▶ _Your objective_:
Reproduce the lines of the listing exactly, beginning at the top, until the line with "Ok(ExitCode::SUCCESS)" has been reproduced too.

▶ _Supplied records_:
//! Scan command implementation
//!
//! Walks a directory tree, loads every module file it finds and reports
//! per-file results. A file that fails to load is recorded and skipped.

use anyhow::Result;
use colored::Colorize;
use std::path::{Path, PathBuf};
use std::process::ExitCode;
use tracing::{debug, warn};
use walkdir::WalkDir;

use super::info::classify;
use super::json_output::{error_codes, JsonError, ModuleSummary, ScanEntry, ScanOutput};
use crate::input::{has_module_extension, load_module};

/// Run the scan command
///
/// # Arguments
/// * `dir` - Directory to scan recursively
/// * `json_output` - Whether to output machine-readable JSON
///
/// # Returns
/// Exit code: 0 if every file loaded, 1 if any failed
pub fn run(dir: &str, json_output: bool) -> Result<ExitCode> {
    let root = Path::new(dir);
    if !root.is_dir() {
        if json_output {
            let error = JsonError::new(
                error_codes::NOT_A_DIRECTORY,
                format!("Input path is not a directory: {}", dir),
            );
            println!(
                "{}",
                serde_json::to_string_pretty(&ScanOutput::failure(dir, error))?
            );
            return Ok(ExitCode::from(1));
        } else {
            anyhow::bail!("Input path is not a directory: {}", dir);
        }
    }

    if !json_output {
        println!("{} {}", "Scanning:".cyan().bold(), dir);
    }

    let files = find_module_files(root);
    debug!(count = files.len(), "found candidate module files");

    let entries: Vec<ScanEntry> = files.iter().map(|path| scan_file(path)).collect();
    let output = ScanOutput::from_entries(dir, entries);

    if json_output {
        println!("{}", serde_json::to_string_pretty(&output)?);
    } else {
        print_results(&output);
    }

    if output.success {
        Ok(ExitCode::SUCCESS)
    } else {
        Ok(ExitCode::from(1))
    }
}

/// All files under `root` with a module extension, sorted.
pub fn find_module_files(root: &Path) -> Vec<PathBuf> {
    let mut files: Vec<PathBuf> = WalkDir::new(root)
        .follow_links(true)
        .into_iter()
        .filter_map(|e| e.ok())
        .filter(|e| e.file_type().is_file())
        .filter(|e| has_module_extension(e.path()))
        .map(|e| e.path().to_path_buf())
        .collect();

    // Sort for deterministic output
    files.sort();
    files
}

/// Load one file, capturing any failure in the entry.
pub fn scan_file(path: &Path) -> ScanEntry {
    let path_str = path.display().to_string();
    match load_module(path) {
        Ok(loaded) => ScanEntry {
            path: path_str,
            module: Some(ModuleSummary::from_module(&loaded.module)),
            error: None,
        },
        Err(e) => {
            warn!(path = %path_str, error = %format!("{:#}", e), "skipping unreadable module");
            ScanEntry {
                error: Some(JsonError::new(classify(&e), format!("{:#}", e)).with_file(&path_str)),
                path: path_str,
                module: None,
            }
        }
    }
}

fn print_results(output: &ScanOutput) {
    for entry in &output.files {
        match (&entry.module, &entry.error) {
            (Some(module), _) => println!(
                "  {} {} {} {}",
                "+".green(),
                entry.path,
                format!("[{}]", module.format).dimmed(),
                module.title
            ),
            (None, Some(error)) => println!(
                "  {} {} {}",
                "x".red(),
                entry.path,
                error.message.red()
            ),
            (None, None) => {}
        }
    }

    let summary = &output.summary;
    println!(
        "\n{} {} file(s), {} loaded, {} failed",
        if summary.failed == 0 {
            "SUCCESS".green().bold()
        } else {
            "FAILED".red().bold()
        },
        summary.total,
        summary.loaded,
        summary.failed
    );
}
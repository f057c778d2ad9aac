//! The decoded module: a closed sum over the four supported formats.

use std::fmt;
use std::str::FromStr;

use serde::{Deserialize, Serialize};

use crate::error::ModuleError;
use crate::it::{ItModule, ItSampleInfo};
use crate::protracker::{ProTrackerModule, PtSampleInfo};
use crate::s3m::{S3mModule, S3mSampleInfo};
use crate::xm::{XmModule, XmSampleInfo};

/// Which tracker produced a module.
#[derive(Debug, Clone, Copy, PartialEq, Eq, Hash, Serialize, Deserialize)]
#[serde(rename_all = "lowercase")]
pub enum ModuleFormat {
    ProTracker,
    ScreamTracker,
    FastTracker,
    ImpulseTracker,
}

impl ModuleFormat {
    /// Stable lowercase tag used in documents and JSON output.
    pub fn tag(&self) -> &'static str {
        match self {
            ModuleFormat::ProTracker => "protracker",
            ModuleFormat::ScreamTracker => "screamtracker",
            ModuleFormat::FastTracker => "fasttracker",
            ModuleFormat::ImpulseTracker => "impulsetracker",
        }
    }

    /// Conventional file extension.
    pub fn extension(&self) -> &'static str {
        match self {
            ModuleFormat::ProTracker => "mod",
            ModuleFormat::ScreamTracker => "s3m",
            ModuleFormat::FastTracker => "xm",
            ModuleFormat::ImpulseTracker => "it",
        }
    }

    /// Human-readable tracker name.
    pub fn display_name(&self) -> &'static str {
        match self {
            ModuleFormat::ProTracker => "ProTracker",
            ModuleFormat::ScreamTracker => "ScreamTracker 3",
            ModuleFormat::FastTracker => "FastTracker II",
            ModuleFormat::ImpulseTracker => "Impulse Tracker",
        }
    }
}

impl fmt::Display for ModuleFormat {
    fn fmt(&self, f: &mut fmt::Formatter<'_>) -> fmt::Result {
        f.write_str(self.tag())
    }
}

impl FromStr for ModuleFormat {
    type Err = ModuleError;

    fn from_str(s: &str) -> Result<Self, Self::Err> {
        match s.to_ascii_lowercase().as_str() {
            "protracker" | "mod" => Ok(ModuleFormat::ProTracker),
            "screamtracker" | "s3m" => Ok(ModuleFormat::ScreamTracker),
            "fasttracker" | "xm" => Ok(ModuleFormat::FastTracker),
            "impulsetracker" | "it" => Ok(ModuleFormat::ImpulseTracker),
            other => Err(ModuleError::format(format!(
                "unknown format tag '{}'",
                other
            ))),
        }
    }
}

/// Format-specific sample metadata.
#[derive(Debug, Clone, PartialEq, Eq)]
pub enum SampleInfo {
    ProTracker(PtSampleInfo),
    ScreamTracker(S3mSampleInfo),
    FastTracker(XmSampleInfo),
    ImpulseTracker(ItSampleInfo),
}

/// A decoded sample and its PCM payload.
#[derive(Debug, Clone, PartialEq, Eq)]
pub struct Sample {
    /// Display name.
    pub name: String,
    /// On-disk filename hint (S3M and IT records carry one).
    pub filename: Option<String>,
    /// Length as declared by the sample record. MOD and XM count bytes; S3M
    /// and IT count frames, so a 16-bit sample there holds `2 * length` bytes.
    /// `data().len()` is always the byte count.
    pub length: u32,
    /// Decoded PCM bytes.
    pub data: Vec<u8>,
    /// Loop points, volume, tuning and width flags.
    pub info: SampleInfo,
}

impl Sample {
    pub fn name(&self) -> &str {
        &self.name
    }

    /// Filename hint, falling back to the sample name.
    pub fn filename(&self) -> &str {
        self.filename.as_deref().unwrap_or(&self.name)
    }

    /// Decoded PCM bytes.
    pub fn data(&self) -> &[u8] {
        &self.data
    }

    pub fn is_empty(&self) -> bool {
        self.data.is_empty()
    }
}

/// An instrument owning an ordered list of samples (XM), or a standalone
/// instrument record without samples (IT).
#[derive(Debug, Clone, PartialEq, Eq)]
pub struct Instrument {
    pub name: String,
    pub filename: Option<String>,
    pub samples: Vec<Sample>,
}

/// Read-only view of an instrument.
///
/// For MOD and S3M every sample doubles as its own instrument, so the view
/// borrows a single sample.
#[derive(Debug, Clone, Copy)]
pub struct InstrumentView<'a> {
    pub name: &'a str,
    pub filename: Option<&'a str>,
    pub samples: &'a [Sample],
}

impl<'a> InstrumentView<'a> {
    fn from_sample(sample: &'a Sample) -> Self {
        Self {
            name: &sample.name,
            filename: sample.filename.as_deref(),
            samples: std::slice::from_ref(sample),
        }
    }

    fn from_instrument(instrument: &'a Instrument) -> Self {
        Self {
            name: &instrument.name,
            filename: instrument.filename.as_deref(),
            samples: &instrument.samples,
        }
    }
}

/// A decoded tracker module.
#[derive(Debug, Clone)]
pub enum Module {
    ProTracker(ProTrackerModule),
    ScreamTracker(S3mModule),
    FastTracker(XmModule),
    ImpulseTracker(ItModule),
}

impl Module {
    pub fn title(&self) -> &str {
        match self {
            Module::ProTracker(m) => m.title(),
            Module::ScreamTracker(m) => m.title(),
            Module::FastTracker(m) => m.title(),
            Module::ImpulseTracker(m) => m.title(),
        }
    }

    pub fn format(&self) -> ModuleFormat {
        match self {
            Module::ProTracker(_) => ModuleFormat::ProTracker,
            Module::ScreamTracker(_) => ModuleFormat::ScreamTracker,
            Module::FastTracker(_) => ModuleFormat::FastTracker,
            Module::ImpulseTracker(_) => ModuleFormat::ImpulseTracker,
        }
    }

    pub fn pattern_count(&self) -> usize {
        match self {
            Module::ProTracker(m) => m.pattern_count(),
            Module::ScreamTracker(m) => m.pattern_count(),
            Module::FastTracker(m) => m.pattern_count(),
            Module::ImpulseTracker(m) => m.pattern_count(),
        }
    }

    /// All samples in table order. XM samples are flattened across instruments.
    pub fn samples(&self) -> Vec<&Sample> {
        match self {
            Module::ProTracker(m) => m.samples().iter().collect(),
            Module::ScreamTracker(m) => m.samples().iter().collect(),
            Module::FastTracker(m) => m
                .instruments()
                .iter()
                .flat_map(|i| i.samples.iter())
                .collect(),
            Module::ImpulseTracker(m) => m.samples().iter().collect(),
        }
    }

    pub fn instruments(&self) -> Vec<InstrumentView<'_>> {
        match self {
            Module::ProTracker(m) => m.samples().iter().map(InstrumentView::from_sample).collect(),
            Module::ScreamTracker(m) => {
                m.samples().iter().map(InstrumentView::from_sample).collect()
            }
            Module::FastTracker(m) => m
                .instruments()
                .iter()
                .map(InstrumentView::from_instrument)
                .collect(),
            Module::ImpulseTracker(m) => m
                .instruments()
                .iter()
                .map(InstrumentView::from_instrument)
                .collect(),
        }
    }

    pub fn as_protracker(&self) -> Option<&ProTrackerModule> {
        match self {
            Module::ProTracker(m) => Some(m),
            _ => None,
        }
    }
}

#[cfg(test)]
mod tests {
    use super::*;

    #[test]
    fn test_format_tags_round_trip() {
        for format in [
            ModuleFormat::ProTracker,
            ModuleFormat::ScreamTracker,
            ModuleFormat::FastTracker,
            ModuleFormat::ImpulseTracker,
        ] {
            assert_eq!(format.tag().parse::<ModuleFormat>().unwrap(), format);
            assert_eq!(format.extension().parse::<ModuleFormat>().unwrap(), format);
            assert_eq!(format.to_string(), format.tag());
        }
        assert!("midi".parse::<ModuleFormat>().is_err());
    }

    #[test]
    fn test_format_serde_uses_tag() {
        let json = serde_json::to_string(&ModuleFormat::FastTracker).unwrap();
        assert_eq!(json, "\"fasttracker\"");
    }

    #[test]
    fn test_sample_filename_fallback() {
        let sample = Sample {
            name: "bass".to_string(),
            filename: None,
            length: 0,
            data: Vec::new(),
            info: SampleInfo::ProTracker(PtSampleInfo::default()),
        };
        assert_eq!(sample.filename(), "bass");
        assert!(sample.is_empty());
    }
}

▶ _Task output_:
//! Scan command implementation
//!
//! Walks a directory tree, loads every module file it finds and reports
//! per-file results. A file that fails to load is recorded and skipped.

use anyhow::Result;
use colored::Colorize;
use std::path::{Path, PathBuf};
use std::process::ExitCode;
use tracing::{debug, warn};
use walkdir::WalkDir;

use super::info::classify;
use super::json_output::{error_codes, JsonError, ModuleSummary, ScanEntry, ScanOutput};
use crate::input::{has_module_extension, load_module};

/// Run the scan command
///
/// # Arguments
/// * `dir` - Directory to scan recursively
/// * `json_output` - Whether to output machine-readable JSON
///
/// # Returns
/// Exit code: 0 if every file loaded, 1 if any failed
pub fn run(dir: &str, json_output: bool) -> Result<ExitCode> {
    let root = Path::new(dir);
    if !root.is_dir() {
        if json_output {
            let error = JsonError::new(
                error_codes::NOT_A_DIRECTORY,
                format!("Input path is not a directory: {}", dir),
            );
            println!(
                "{}",
                serde_json::to_string_pretty(&ScanOutput::failure(dir, error))?
            );
            return Ok(ExitCode::from(1));
        } else {
            anyhow::bail!("Input path is not a directory: {}", dir);
        }
    }

    if !json_output {
        println!("{} {}", "Scanning:".cyan().bold(), dir);
    }

    let files = find_module_files(root);
    debug!(count = files.len(), "found candidate module files");

    let entries: Vec<ScanEntry> = files.iter().map(|path| scan_file(path)).collect();
    let output = ScanOutput::from_entries(dir, entries);

    if json_output {
        println!("{}", serde_json::to_string_pretty(&output)?);
    } else {
        print_results(&output);
    }

    if output.success {
        Ok(ExitCode::SUCCESS)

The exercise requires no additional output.